The data:
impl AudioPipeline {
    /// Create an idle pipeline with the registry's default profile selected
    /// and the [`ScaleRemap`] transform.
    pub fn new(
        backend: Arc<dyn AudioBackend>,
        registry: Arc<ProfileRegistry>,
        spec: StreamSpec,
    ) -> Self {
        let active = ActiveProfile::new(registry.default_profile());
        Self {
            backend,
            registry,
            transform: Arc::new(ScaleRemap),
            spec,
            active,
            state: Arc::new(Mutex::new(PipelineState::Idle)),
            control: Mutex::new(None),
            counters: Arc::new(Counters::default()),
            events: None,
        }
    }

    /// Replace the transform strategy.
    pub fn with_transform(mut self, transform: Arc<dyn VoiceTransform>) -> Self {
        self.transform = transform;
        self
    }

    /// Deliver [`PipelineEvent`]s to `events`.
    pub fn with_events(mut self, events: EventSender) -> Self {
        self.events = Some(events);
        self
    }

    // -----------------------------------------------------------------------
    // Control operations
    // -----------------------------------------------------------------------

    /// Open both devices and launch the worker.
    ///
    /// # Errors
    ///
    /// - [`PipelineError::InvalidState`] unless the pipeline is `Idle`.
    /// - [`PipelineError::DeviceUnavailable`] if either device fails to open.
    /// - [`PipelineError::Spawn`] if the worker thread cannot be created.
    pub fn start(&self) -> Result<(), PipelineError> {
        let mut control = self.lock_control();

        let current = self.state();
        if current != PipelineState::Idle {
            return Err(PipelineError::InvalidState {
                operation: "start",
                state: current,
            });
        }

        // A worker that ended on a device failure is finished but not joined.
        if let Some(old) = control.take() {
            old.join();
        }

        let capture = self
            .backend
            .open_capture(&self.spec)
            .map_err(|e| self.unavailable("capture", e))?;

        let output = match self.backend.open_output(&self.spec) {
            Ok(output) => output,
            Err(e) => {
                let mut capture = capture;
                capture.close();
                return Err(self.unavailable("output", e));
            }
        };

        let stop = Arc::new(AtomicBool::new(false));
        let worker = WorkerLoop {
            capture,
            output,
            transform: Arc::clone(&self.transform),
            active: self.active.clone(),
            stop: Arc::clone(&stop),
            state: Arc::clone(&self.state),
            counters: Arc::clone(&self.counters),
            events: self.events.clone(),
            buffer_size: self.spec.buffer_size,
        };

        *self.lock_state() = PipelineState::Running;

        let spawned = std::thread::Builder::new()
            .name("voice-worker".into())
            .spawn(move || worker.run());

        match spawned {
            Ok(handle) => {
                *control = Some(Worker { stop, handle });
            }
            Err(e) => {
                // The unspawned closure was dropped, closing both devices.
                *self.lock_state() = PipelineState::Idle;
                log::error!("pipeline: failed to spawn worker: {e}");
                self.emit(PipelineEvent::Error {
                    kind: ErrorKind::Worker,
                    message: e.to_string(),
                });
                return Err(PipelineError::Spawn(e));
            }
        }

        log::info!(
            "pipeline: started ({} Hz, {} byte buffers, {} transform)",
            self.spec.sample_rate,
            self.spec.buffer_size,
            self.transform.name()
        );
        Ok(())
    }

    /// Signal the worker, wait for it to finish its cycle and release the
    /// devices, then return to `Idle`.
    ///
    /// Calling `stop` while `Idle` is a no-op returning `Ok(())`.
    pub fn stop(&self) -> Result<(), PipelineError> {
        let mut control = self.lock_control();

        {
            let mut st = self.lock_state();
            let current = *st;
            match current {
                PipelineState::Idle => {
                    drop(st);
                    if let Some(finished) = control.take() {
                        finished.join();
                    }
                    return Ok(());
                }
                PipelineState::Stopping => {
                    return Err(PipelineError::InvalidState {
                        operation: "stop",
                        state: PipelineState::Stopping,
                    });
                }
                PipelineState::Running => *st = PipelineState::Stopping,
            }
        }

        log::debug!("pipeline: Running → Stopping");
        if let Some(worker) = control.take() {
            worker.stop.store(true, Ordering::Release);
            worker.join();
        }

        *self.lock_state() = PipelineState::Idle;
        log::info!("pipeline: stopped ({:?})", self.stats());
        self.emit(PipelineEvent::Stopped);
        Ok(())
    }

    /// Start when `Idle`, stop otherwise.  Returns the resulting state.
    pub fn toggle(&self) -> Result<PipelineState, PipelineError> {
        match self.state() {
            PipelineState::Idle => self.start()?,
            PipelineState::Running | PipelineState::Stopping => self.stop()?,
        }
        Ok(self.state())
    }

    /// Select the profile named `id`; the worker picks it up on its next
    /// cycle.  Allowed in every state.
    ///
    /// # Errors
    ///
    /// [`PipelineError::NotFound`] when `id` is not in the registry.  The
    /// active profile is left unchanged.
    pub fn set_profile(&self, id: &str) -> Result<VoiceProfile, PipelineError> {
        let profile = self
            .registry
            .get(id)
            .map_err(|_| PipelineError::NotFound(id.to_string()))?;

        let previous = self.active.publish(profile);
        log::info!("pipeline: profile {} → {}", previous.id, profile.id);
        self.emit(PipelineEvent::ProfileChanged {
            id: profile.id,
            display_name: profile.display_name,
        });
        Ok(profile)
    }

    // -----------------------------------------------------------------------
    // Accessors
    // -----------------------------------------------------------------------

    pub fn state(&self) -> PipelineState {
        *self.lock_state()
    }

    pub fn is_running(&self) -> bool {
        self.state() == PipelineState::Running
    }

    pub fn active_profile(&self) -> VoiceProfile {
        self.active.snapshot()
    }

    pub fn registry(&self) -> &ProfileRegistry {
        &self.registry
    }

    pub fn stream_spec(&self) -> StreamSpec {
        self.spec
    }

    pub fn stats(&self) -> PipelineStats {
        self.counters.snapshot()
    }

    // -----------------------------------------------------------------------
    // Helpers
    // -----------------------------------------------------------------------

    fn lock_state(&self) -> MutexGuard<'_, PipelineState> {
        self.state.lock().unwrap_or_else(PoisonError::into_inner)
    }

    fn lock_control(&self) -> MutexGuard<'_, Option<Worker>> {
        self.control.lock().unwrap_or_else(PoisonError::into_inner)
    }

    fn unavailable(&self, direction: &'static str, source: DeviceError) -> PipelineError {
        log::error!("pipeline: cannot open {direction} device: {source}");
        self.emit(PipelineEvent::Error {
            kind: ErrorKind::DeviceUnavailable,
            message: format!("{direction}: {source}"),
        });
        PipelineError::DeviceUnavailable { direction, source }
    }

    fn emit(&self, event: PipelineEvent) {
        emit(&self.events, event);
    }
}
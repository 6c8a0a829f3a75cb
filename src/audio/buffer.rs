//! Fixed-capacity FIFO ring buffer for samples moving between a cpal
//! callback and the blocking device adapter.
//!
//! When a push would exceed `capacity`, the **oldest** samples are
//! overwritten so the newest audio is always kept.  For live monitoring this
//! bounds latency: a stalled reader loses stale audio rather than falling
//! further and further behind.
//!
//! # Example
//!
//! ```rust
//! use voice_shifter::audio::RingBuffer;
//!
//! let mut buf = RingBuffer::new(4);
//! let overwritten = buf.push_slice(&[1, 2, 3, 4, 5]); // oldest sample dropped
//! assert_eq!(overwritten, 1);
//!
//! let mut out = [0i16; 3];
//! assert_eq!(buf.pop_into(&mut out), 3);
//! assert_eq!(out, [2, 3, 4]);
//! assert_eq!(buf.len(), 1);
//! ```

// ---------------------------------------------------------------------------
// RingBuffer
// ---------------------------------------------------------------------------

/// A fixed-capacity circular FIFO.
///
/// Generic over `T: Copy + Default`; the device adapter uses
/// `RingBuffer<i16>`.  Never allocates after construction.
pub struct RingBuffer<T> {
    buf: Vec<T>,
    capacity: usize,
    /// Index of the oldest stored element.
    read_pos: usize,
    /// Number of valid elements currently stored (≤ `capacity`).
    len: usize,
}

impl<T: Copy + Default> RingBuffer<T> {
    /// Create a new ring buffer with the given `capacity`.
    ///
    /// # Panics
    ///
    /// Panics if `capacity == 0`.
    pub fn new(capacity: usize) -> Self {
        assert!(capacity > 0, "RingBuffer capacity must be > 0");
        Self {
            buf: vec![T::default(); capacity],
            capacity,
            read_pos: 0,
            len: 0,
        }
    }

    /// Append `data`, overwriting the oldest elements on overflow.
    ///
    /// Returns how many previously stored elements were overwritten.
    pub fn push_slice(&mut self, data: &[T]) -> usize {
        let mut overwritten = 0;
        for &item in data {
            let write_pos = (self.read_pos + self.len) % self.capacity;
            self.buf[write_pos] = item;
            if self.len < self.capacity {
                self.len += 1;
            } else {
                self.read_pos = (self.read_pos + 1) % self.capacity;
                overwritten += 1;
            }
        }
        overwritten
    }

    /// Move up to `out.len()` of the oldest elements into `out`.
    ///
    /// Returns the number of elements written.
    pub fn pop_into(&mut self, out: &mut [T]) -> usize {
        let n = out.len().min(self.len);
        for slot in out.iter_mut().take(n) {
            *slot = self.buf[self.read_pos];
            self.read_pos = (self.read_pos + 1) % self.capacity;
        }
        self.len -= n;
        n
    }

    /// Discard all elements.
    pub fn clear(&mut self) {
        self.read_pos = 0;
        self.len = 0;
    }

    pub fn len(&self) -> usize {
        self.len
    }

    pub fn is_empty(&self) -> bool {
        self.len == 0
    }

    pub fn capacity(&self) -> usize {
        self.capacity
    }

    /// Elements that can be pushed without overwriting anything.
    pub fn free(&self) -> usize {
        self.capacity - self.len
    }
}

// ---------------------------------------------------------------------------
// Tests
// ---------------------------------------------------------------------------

Work order: Find and copy each line of the listing above that holds the word "VoiceProfile".

Reply to the exercise:
    pub fn set_profile(&self, id: &str) -> Result<VoiceProfile, PipelineError> {
    pub fn active_profile(&self) -> VoiceProfile {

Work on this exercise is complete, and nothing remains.